YOUR ASSIGNMENT:
Count the lines below that contain the word "crates". Give only the number.

....................

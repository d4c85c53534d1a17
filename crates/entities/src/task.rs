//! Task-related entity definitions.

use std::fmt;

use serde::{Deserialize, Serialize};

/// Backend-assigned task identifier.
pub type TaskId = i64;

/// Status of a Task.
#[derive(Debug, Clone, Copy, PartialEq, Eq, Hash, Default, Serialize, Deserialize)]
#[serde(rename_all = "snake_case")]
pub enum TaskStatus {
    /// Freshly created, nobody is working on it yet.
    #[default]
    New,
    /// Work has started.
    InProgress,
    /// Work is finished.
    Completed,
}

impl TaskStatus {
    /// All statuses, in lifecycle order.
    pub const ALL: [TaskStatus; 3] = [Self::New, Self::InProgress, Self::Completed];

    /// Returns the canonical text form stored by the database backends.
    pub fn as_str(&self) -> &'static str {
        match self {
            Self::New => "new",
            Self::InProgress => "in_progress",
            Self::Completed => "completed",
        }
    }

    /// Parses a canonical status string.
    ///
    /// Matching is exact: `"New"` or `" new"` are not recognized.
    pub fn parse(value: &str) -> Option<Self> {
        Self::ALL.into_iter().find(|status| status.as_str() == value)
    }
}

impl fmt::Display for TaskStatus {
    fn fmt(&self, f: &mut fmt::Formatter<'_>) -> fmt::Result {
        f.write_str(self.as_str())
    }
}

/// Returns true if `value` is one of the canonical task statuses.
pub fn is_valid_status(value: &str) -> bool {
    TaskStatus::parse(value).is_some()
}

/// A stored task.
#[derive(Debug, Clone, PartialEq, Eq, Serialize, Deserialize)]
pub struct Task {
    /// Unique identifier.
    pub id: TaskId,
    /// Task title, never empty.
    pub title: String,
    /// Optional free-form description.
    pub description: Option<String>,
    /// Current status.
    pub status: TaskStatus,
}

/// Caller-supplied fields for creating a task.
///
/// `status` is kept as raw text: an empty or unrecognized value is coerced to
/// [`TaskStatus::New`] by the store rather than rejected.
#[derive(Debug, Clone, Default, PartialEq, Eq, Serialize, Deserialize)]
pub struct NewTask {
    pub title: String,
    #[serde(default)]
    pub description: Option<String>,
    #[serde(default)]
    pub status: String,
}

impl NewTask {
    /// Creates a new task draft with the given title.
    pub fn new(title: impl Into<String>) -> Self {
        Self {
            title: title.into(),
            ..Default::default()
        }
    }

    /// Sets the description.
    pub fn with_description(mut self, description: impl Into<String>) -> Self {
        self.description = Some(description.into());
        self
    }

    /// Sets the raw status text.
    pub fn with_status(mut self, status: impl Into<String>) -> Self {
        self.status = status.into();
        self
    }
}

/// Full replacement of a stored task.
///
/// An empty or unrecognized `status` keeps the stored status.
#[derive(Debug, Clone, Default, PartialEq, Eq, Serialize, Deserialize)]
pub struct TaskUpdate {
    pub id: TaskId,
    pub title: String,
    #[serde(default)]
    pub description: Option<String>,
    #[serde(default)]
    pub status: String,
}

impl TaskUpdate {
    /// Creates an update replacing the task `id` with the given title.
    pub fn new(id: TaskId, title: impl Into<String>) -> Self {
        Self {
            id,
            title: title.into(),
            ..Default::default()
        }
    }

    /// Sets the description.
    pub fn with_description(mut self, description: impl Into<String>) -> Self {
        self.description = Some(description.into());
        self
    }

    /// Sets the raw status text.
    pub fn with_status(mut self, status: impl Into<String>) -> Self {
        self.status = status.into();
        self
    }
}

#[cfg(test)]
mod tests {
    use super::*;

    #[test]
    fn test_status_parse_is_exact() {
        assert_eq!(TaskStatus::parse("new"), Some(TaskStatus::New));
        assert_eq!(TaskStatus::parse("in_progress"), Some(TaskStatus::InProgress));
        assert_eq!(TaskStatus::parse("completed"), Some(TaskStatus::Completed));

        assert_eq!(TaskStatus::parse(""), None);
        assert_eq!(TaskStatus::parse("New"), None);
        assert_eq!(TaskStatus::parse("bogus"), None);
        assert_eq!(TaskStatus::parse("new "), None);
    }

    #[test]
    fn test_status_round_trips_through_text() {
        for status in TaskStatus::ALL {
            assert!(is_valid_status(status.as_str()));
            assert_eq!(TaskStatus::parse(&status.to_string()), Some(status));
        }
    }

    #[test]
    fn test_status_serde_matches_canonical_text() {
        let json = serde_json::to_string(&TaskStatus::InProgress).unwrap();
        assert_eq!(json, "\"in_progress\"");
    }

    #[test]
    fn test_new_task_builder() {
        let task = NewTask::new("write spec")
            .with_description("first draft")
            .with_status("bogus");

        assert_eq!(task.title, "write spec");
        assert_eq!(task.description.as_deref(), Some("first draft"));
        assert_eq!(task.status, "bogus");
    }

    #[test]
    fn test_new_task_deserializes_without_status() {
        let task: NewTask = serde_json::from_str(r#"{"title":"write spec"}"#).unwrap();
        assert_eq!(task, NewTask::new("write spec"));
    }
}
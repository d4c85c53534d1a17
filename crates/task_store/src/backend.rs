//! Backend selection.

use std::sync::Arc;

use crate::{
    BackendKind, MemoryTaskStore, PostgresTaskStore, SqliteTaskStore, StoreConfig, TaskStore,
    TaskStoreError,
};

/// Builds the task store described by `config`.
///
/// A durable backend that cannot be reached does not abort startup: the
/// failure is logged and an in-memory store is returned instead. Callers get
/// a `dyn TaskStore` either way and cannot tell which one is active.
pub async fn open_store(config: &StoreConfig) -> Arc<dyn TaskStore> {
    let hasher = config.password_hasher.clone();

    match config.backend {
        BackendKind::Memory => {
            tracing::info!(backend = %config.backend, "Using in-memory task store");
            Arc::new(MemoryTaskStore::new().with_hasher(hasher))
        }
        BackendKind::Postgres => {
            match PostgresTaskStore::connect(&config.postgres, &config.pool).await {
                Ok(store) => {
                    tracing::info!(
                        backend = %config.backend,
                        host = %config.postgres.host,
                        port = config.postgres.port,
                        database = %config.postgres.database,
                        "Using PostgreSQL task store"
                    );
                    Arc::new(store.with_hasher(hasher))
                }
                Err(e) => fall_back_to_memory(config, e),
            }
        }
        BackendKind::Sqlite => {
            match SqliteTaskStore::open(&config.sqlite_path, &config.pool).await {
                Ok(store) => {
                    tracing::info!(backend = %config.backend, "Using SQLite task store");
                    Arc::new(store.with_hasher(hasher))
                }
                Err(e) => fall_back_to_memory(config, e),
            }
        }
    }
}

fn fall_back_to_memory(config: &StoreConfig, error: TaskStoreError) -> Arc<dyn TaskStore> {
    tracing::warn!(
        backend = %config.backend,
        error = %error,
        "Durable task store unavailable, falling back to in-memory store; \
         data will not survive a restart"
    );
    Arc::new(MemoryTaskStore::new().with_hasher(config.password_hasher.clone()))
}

....................

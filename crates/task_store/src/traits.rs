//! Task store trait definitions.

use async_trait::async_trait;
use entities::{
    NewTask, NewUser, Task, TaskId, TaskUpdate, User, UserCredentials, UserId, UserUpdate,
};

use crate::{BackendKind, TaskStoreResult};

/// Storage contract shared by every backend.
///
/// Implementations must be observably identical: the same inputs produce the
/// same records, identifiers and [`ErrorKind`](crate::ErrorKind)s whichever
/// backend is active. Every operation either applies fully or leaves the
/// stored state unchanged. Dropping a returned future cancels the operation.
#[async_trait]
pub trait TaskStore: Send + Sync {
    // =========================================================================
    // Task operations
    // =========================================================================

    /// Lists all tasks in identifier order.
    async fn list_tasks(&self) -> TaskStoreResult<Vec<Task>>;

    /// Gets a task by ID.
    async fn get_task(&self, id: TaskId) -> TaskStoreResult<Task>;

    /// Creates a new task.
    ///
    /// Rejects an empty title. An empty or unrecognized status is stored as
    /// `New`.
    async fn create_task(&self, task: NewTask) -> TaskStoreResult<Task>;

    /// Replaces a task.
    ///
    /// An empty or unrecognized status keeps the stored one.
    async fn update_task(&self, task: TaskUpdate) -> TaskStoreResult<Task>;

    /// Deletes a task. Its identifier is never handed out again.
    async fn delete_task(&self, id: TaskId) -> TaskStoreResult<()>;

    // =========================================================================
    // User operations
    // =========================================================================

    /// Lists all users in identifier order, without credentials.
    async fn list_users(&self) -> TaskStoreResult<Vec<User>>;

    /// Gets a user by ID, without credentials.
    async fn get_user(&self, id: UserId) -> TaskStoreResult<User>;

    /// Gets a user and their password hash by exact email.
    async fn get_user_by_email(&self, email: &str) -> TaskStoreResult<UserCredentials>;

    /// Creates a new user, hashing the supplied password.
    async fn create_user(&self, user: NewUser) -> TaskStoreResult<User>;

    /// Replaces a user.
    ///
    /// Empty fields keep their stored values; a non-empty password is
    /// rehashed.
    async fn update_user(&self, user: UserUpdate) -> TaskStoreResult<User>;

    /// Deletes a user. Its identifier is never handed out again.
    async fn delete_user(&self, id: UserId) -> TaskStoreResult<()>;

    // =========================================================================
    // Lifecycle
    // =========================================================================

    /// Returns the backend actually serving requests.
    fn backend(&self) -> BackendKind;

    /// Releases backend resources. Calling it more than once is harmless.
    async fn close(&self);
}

....................

EXPECTED OUTPUT:
3